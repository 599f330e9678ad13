//! Flatten Storefront API wire shapes into domain types.
//!
//! Every list comes out in the order Shopify sent it and with the same
//! length. Products are checked against catalog invariants on the way out.

pub mod cart;
pub mod collections;
pub mod products;

pub use cart::{cart_from_payload, convert_cart};
pub use collections::{convert_collection, convert_collection_connection};
pub use products::{convert_product, convert_product_connection};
——————————
**WHAT IS BEING ASKED:**
Only the span from the line with "with the same" through the final line of the records goes in the output, each line unchanged.

**YOUR SOLUTION:**
//! Every list comes out in the order Shopify sent it and with the same
//! length. Products are checked against catalog invariants on the way out.

pub mod cart;
pub mod collections;
pub mod products;

pub use cart::{cart_from_payload, convert_cart};
pub use collections::{convert_collection, convert_collection_connection};
pub use products::{convert_product, convert_product_connection};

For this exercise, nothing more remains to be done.